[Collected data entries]

•••••

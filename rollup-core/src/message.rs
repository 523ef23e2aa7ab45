// (c) Cartesi and individual authors (see AUTHORS)
// SPDX-License-Identifier: Apache-2.0 (see LICENSE)

use alloy_primitives::{Address, B256, Bytes, address};
use thiserror::Error;

use crate::application::TxError;
use crate::transaction::{Transaction, TxDecodeError};

/// Parent-chain message kinds.
pub mod kind {
    pub const L2_MESSAGE: u8 = 3;
    pub const END_OF_BLOCK: u8 = 6;
    pub const L2_FUNDED_BY_L1: u8 = 7;
    pub const ROLLUP_EVENT: u8 = 8;
    pub const SUBMIT_RETRYABLE: u8 = 9;
    pub const BATCH_FOR_GAS_ESTIMATION: u8 = 10;
    pub const INITIALIZE: u8 = 11;
    pub const ETH_DEPOSIT: u8 = 12;
    pub const BATCH_POSTING_REPORT: u8 = 13;
    pub const INVALID: u8 = 0xff;
}

/// Kinds of the payload carried inside an `L2_MESSAGE`.
pub mod l2_kind {
    pub const BATCH: u8 = 3;
    pub const SIGNED_TX: u8 = 4;
}

pub const BATCH_POSTER_ADDRESS: Address = address!("a4b000000000000000000073657175656e636572");
pub const MAX_L2_MESSAGE_SIZE: usize = 256 * 1024;
const MAX_BATCH_DEPTH: usize = 16;

#[derive(Debug, Error, Clone, PartialEq, Eq)]
pub enum MessageError {
    #[error("l2message too long")]
    TooLong,
    #[error("message kind {kind} carries no transactions")]
    NotL2Message { kind: u8 },
    #[error("empty l2 message")]
    Empty,
    #[error("unsupported l2 message kind {kind}")]
    UnsupportedL2Kind { kind: u8 },
    #[error("l2 message batch nested too deep")]
    BatchTooDeep,
    #[error("truncated l2 message batch segment")]
    TruncatedSegment,
    #[error("invalid transaction in l2 message")]
    Transaction {
        #[source]
        source: TxDecodeError,
    },
}

#[derive(Debug, Clone, PartialEq, Eq)]
pub struct MessageHeader {
    pub kind: u8,
    pub poster: Address,
    pub block_number: u64,
    pub timestamp: u64,
    // Present only for delayed messages; encodes the delayed sequence number.
    pub request_id: Option<B256>,
}

impl MessageHeader {
    pub fn sequencer(l1_block_number: u64, timestamp: u64) -> Self {
        Self {
            kind: kind::L2_MESSAGE,
            poster: BATCH_POSTER_ADDRESS,
            block_number: l1_block_number,
            timestamp,
            request_id: None,
        }
    }

    pub fn delayed_sequence_number(&self) -> Option<u64> {
        self.request_id.map(|id| {
            let mut word = [0_u8; 8];
            word.copy_from_slice(&id[24..32]);
            u64::from_be_bytes(word)
        })
    }

    pub fn request_id_for(delayed_sequence_number: u64) -> B256 {
        let mut id = B256::ZERO;
        id[24..32].copy_from_slice(&delayed_sequence_number.to_be_bytes());
        id
    }
}

#[derive(Debug, Clone, PartialEq, Eq)]
pub struct Message {
    pub header: MessageHeader,
    pub l2_msg: Bytes,
}

#[derive(Debug, Clone, PartialEq, Eq)]
pub struct MessageWithMetadata {
    pub message: Message,
    pub delayed_messages_read: u64,
}

/// Builds the sequencer message for one executed batch. Transactions whose result is an
/// error are left out; a lone successful transaction skips the batch framing.
pub fn message_from_txes(
    header: MessageHeader,
    txs: &[Transaction],
    results: &[Result<(), TxError>],
) -> Result<Message, MessageError> {
    let mut l2_msg = Vec::new();
    if results.len() == 1 && results[0].is_ok() {
        let tx = &txs[0];
        l2_msg.reserve(1 + tx.encoded_len());
        l2_msg.push(l2_kind::SIGNED_TX);
        l2_msg.extend_from_slice(tx.encoded());
    } else {
        l2_msg.push(l2_kind::BATCH);
        for (tx, result) in txs.iter().zip(results) {
            if result.is_err() {
                continue;
            }
            let segment_len = (tx.encoded_len() as u64).saturating_add(1);
            l2_msg.extend_from_slice(&segment_len.to_be_bytes());
            l2_msg.push(l2_kind::SIGNED_TX);
            l2_msg.extend_from_slice(tx.encoded());
        }
    }
    if l2_msg.len() > MAX_L2_MESSAGE_SIZE {
        return Err(MessageError::TooLong);
    }
    Ok(Message {
        header,
        l2_msg: l2_msg.into(),
    })
}

pub fn parse_l2_transactions(message: &Message) -> Result<Vec<Transaction>, MessageError> {
    if message.header.kind != kind::L2_MESSAGE {
        return Err(MessageError::NotL2Message {
            kind: message.header.kind,
        });
    }
    let mut out = Vec::new();
    parse_l2_payload(message.l2_msg.as_ref(), 0, &mut out)?;
    Ok(out)
}

fn parse_l2_payload(
    payload: &[u8],
    depth: usize,
    out: &mut Vec<Transaction>,
) -> Result<(), MessageError> {
    let (&payload_kind, mut rest) = payload.split_first().ok_or(MessageError::Empty)?;
    match payload_kind {
        l2_kind::SIGNED_TX => {
            let tx = Transaction::decode(rest)
                .map_err(|source| MessageError::Transaction { source })?;
            out.push(tx);
            Ok(())
        }
        l2_kind::BATCH => {
            if depth >= MAX_BATCH_DEPTH {
                return Err(MessageError::BatchTooDeep);
            }
            while !rest.is_empty() {
                if rest.len() < 8 {
                    return Err(MessageError::TruncatedSegment);
                }
                let (len_bytes, tail) = rest.split_at(8);
                let mut word = [0_u8; 8];
                word.copy_from_slice(len_bytes);
                let segment_len = usize::try_from(u64::from_be_bytes(word))
                    .map_err(|_| MessageError::TruncatedSegment)?;
                if segment_len > tail.len() {
                    return Err(MessageError::TruncatedSegment);
                }
                let (segment, next) = tail.split_at(segment_len);
                parse_l2_payload(segment, depth + 1, out)?;
                rest = next;
            }
            Ok(())
        }
        other => Err(MessageError::UnsupportedL2Kind { kind: other }),
    }
}

#[cfg(test)]
mod tests {
    use super::*;
    use crate::application::{NonceError, TxError};
    use crate::transaction::{LEGACY_TX_TYPE, TxBody};
    use alloy_primitives::U256;

    fn tx(nonce: u64, data_len: usize) -> Transaction {
        Transaction::new(
            LEGACY_TX_TYPE,
            TxBody {
                sender: Address::repeat_byte(0x01),
                nonce,
                gas_limit: 100_000,
                max_fee_per_gas: 1,
                to: Address::ZERO,
                value: U256::ZERO,
                data: vec![0x5a; data_len].into(),
            },
        )
    }

    #[test]
    fn single_successful_tx_uses_signed_tx_fast_path() {
        let txs = vec![tx(0, 3)];
        let message = message_from_txes(MessageHeader::sequencer(1, 2), &txs, &[Ok(())])
            .expect("build message");

        assert_eq!(message.l2_msg[0], l2_kind::SIGNED_TX);
        assert_eq!(&message.l2_msg[1..], txs[0].encoded().as_ref());
        assert_eq!(parse_l2_transactions(&message).expect("parse"), txs);
    }

    #[test]
    fn batch_path_skips_failed_transactions() {
        let txs = vec![tx(0, 1), tx(1, 2), tx(2, 3)];
        let failed = TxError::Nonce(NonceError {
            sender: Address::repeat_byte(0x01),
            tx_nonce: 1,
            state_nonce: 0,
        });
        let results = vec![Ok(()), Err(failed), Ok(())];
        let message = message_from_txes(MessageHeader::sequencer(1, 2), &txs, &results)
            .expect("build message");

        assert_eq!(message.l2_msg[0], l2_kind::BATCH);
        let parsed = parse_l2_transactions(&message).expect("parse");
        assert_eq!(parsed, vec![txs[0].clone(), txs[2].clone()]);
    }

    #[test]
    fn lone_failed_tx_still_uses_batch_framing() {
        let txs = vec![tx(0, 1)];
        let results = vec![Err(TxError::GasLimitReached)];
        let message = message_from_txes(MessageHeader::sequencer(1, 2), &txs, &results)
            .expect("build message");
        assert_eq!(message.l2_msg.as_ref(), &[l2_kind::BATCH]);
    }

    #[test]
    fn oversized_message_is_rejected() {
        let txs: Vec<_> = (0..4).map(|nonce| tx(nonce, 70_000)).collect();
        let results = vec![Ok(()); 4];
        assert_eq!(
            message_from_txes(MessageHeader::sequencer(1, 2), &txs, &results),
            Err(MessageError::TooLong)
        );
    }

    #[test]
    fn truncated_batch_segment_is_rejected() {
        let message = Message {
            header: MessageHeader::sequencer(0, 0),
            l2_msg: vec![l2_kind::BATCH, 0, 0, 0, 0, 0, 0, 0, 9, l2_kind::SIGNED_TX].into(),
        };
        assert_eq!(
            parse_l2_transactions(&message),
            Err(MessageError::TruncatedSegment)
        );
    }

    #[test]
    fn delayed_sequence_number_round_trips_through_request_id() {
        let mut header = MessageHeader::sequencer(0, 0);
        assert_eq!(header.delayed_sequence_number(), None);
        header.request_id = Some(MessageHeader::request_id_for(42));
        assert_eq!(header.delayed_sequence_number(), Some(42));
    }
}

•••••

Pull out all lines containing the word "crate" from the entries above.

use crate::application::TxError;
use crate::transaction::{Transaction, TxDecodeError};
    use crate::application::{NonceError, TxError};
    use crate::transaction::{LEGACY_TX_TYPE, TxBody};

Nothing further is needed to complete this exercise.